» **What is being asked**: Print, exactly as written, every line from the first line of the records below through the line containing "pub fn of(&self, v: Vector3<f64>)", and nothing further.

» **Entries supplied**:
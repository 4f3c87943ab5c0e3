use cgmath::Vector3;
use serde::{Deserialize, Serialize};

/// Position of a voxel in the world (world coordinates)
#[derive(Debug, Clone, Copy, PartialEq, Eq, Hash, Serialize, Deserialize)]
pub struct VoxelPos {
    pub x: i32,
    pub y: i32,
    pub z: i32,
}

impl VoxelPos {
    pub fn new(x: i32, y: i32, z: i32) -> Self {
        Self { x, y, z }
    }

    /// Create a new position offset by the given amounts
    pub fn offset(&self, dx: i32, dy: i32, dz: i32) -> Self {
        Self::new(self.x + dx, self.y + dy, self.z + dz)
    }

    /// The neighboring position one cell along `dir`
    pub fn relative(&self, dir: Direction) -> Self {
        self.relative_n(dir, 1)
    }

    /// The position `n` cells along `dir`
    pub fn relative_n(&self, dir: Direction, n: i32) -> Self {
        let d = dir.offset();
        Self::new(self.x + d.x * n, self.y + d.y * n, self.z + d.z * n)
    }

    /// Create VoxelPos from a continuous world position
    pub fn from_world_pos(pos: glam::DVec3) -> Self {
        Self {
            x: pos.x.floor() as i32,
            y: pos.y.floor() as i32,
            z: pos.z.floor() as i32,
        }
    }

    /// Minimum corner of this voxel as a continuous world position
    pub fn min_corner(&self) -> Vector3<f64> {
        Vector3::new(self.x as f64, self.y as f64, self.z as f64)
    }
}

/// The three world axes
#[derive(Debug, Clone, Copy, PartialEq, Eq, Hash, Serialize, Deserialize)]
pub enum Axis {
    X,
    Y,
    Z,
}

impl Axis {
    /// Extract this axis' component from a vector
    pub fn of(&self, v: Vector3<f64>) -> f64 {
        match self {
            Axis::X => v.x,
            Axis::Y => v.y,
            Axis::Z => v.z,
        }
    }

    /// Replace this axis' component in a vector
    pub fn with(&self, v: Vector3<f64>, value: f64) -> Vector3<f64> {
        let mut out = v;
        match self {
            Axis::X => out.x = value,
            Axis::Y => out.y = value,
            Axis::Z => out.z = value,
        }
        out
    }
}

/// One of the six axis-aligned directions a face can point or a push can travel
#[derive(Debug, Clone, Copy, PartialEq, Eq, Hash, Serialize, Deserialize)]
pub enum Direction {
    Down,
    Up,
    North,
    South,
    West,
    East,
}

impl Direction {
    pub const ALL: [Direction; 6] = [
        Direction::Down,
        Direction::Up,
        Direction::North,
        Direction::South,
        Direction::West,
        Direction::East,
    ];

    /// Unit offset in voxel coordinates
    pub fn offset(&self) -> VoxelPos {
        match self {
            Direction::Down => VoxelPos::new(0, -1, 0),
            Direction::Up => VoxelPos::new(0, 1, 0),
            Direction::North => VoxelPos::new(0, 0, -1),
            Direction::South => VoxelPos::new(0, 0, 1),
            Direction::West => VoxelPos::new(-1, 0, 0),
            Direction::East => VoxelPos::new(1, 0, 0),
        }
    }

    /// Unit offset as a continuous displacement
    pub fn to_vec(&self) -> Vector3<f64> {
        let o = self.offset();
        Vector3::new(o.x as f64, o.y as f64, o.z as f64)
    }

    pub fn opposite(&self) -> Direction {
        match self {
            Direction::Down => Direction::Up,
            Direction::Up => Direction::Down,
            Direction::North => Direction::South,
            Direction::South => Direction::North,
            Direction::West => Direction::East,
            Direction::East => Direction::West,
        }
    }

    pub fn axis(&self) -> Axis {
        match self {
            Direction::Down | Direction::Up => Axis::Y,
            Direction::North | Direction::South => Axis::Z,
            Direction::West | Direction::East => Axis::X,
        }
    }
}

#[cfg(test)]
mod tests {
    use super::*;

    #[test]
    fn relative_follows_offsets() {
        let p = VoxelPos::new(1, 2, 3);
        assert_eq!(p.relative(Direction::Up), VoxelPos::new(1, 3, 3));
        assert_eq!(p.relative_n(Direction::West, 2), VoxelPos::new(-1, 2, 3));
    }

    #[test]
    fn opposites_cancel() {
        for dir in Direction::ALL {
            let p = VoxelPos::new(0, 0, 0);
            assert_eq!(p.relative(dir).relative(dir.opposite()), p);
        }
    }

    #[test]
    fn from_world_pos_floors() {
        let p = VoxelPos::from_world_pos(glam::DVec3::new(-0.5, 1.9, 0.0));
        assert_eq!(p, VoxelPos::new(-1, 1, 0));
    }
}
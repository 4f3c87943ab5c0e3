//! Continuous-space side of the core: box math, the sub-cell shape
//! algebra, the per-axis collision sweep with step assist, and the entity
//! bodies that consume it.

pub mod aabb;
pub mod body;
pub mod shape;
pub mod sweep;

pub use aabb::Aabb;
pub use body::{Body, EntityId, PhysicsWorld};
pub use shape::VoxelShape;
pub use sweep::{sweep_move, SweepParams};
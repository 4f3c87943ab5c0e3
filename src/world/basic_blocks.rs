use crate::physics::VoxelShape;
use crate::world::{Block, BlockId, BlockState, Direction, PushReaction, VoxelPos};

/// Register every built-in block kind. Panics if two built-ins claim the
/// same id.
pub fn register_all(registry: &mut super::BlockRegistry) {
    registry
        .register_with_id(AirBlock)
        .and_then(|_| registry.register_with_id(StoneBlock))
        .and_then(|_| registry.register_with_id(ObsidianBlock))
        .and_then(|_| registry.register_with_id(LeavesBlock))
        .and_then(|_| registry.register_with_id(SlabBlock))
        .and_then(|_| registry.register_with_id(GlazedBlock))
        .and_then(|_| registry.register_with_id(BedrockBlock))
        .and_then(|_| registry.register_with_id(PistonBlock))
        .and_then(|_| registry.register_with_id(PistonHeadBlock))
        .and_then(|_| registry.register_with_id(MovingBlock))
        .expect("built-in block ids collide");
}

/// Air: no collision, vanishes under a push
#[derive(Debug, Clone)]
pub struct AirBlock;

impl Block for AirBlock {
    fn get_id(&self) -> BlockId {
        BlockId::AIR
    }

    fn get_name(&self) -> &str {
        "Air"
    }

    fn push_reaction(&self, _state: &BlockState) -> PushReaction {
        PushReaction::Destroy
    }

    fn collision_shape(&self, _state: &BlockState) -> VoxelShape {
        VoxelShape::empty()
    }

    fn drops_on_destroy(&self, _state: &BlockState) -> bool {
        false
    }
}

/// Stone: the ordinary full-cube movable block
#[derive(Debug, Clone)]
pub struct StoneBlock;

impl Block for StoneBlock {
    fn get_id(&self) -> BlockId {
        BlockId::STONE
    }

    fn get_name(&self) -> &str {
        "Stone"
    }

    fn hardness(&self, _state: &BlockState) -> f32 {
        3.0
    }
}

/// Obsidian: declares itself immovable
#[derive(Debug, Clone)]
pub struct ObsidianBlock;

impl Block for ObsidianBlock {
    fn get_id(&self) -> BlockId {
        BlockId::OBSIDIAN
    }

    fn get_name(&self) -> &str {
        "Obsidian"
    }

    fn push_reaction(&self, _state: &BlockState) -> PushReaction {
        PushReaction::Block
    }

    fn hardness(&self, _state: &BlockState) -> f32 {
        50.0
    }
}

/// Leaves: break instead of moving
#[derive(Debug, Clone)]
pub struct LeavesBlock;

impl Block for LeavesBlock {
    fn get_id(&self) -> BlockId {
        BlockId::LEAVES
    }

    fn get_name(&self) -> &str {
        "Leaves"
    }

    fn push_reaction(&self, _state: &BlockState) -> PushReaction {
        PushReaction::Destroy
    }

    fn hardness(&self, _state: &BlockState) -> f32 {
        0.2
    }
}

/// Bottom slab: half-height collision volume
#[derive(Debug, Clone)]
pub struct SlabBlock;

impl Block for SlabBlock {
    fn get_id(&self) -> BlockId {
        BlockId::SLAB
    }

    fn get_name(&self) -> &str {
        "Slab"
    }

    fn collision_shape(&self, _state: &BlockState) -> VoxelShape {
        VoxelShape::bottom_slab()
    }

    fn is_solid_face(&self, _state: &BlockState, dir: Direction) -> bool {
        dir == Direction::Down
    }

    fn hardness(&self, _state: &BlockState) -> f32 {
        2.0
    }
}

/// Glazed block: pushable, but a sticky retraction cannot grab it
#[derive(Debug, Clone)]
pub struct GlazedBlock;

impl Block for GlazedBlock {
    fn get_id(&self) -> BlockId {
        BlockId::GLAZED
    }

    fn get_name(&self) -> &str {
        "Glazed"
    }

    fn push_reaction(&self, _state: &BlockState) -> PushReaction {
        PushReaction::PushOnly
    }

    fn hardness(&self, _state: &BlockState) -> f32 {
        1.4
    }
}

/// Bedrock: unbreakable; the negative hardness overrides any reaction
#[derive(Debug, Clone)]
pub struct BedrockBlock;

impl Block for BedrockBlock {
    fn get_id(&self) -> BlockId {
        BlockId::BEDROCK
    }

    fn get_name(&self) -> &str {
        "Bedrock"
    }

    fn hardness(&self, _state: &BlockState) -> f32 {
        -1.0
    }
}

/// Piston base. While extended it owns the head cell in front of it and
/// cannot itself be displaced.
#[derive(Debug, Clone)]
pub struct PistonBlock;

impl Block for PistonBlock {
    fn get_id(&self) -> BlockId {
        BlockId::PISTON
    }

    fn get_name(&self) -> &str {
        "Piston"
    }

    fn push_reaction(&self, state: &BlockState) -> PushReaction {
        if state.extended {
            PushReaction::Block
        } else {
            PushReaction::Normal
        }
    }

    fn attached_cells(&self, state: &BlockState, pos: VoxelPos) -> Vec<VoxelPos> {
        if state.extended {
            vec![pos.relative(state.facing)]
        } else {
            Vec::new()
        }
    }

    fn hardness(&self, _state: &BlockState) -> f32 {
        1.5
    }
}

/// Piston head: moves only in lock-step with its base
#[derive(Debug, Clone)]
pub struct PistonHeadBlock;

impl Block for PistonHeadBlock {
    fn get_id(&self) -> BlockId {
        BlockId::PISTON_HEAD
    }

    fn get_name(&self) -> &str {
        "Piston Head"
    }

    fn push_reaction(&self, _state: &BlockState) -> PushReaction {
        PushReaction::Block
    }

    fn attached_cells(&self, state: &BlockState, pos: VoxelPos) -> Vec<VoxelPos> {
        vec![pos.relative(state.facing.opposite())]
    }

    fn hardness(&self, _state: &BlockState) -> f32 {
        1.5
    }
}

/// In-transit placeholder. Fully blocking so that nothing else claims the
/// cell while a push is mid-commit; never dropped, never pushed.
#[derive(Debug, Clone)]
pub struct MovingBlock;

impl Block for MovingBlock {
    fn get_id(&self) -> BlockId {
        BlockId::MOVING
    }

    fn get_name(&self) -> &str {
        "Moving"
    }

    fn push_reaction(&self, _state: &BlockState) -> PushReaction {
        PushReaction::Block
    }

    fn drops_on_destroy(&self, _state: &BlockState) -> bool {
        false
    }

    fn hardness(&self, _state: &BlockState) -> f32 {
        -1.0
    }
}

» **Solution**:
repository 4f3c87943ab5c0e3
use cgmath::Vector3;
use serde::{Deserialize, Serialize};

/// Position of a voxel in the world (world coordinates)
#[derive(Debug, Clone, Copy, PartialEq, Eq, Hash, Serialize, Deserialize)]
pub struct VoxelPos {
    pub x: i32,
    pub y: i32,
    pub z: i32,
}

impl VoxelPos {
    pub fn new(x: i32, y: i32, z: i32) -> Self {
        Self { x, y, z }
    }

    /// Create a new position offset by the given amounts
    pub fn offset(&self, dx: i32, dy: i32, dz: i32) -> Self {
        Self::new(self.x + dx, self.y + dy, self.z + dz)
    }

    /// The neighboring position one cell along `dir`
    pub fn relative(&self, dir: Direction) -> Self {
        self.relative_n(dir, 1)
    }

    /// The position `n` cells along `dir`
    pub fn relative_n(&self, dir: Direction, n: i32) -> Self {
        let d = dir.offset();
        Self::new(self.x + d.x * n, self.y + d.y * n, self.z + d.z * n)
    }

    /// Create VoxelPos from a continuous world position
    pub fn from_world_pos(pos: glam::DVec3) -> Self {
        Self {
            x: pos.x.floor() as i32,
            y: pos.y.floor() as i32,
            z: pos.z.floor() as i32,
        }
    }

    /// Minimum corner of this voxel as a continuous world position
    pub fn min_corner(&self) -> Vector3<f64> {
        Vector3::new(self.x as f64, self.y as f64, self.z as f64)
    }
}

/// The three world axes
#[derive(Debug, Clone, Copy, PartialEq, Eq, Hash, Serialize, Deserialize)]
pub enum Axis {
    X,
    Y,
    Z,
}

impl Axis {
    /// Extract this axis' component from a vector
    pub fn of(&self, v: Vector3<f64>) -> f64 {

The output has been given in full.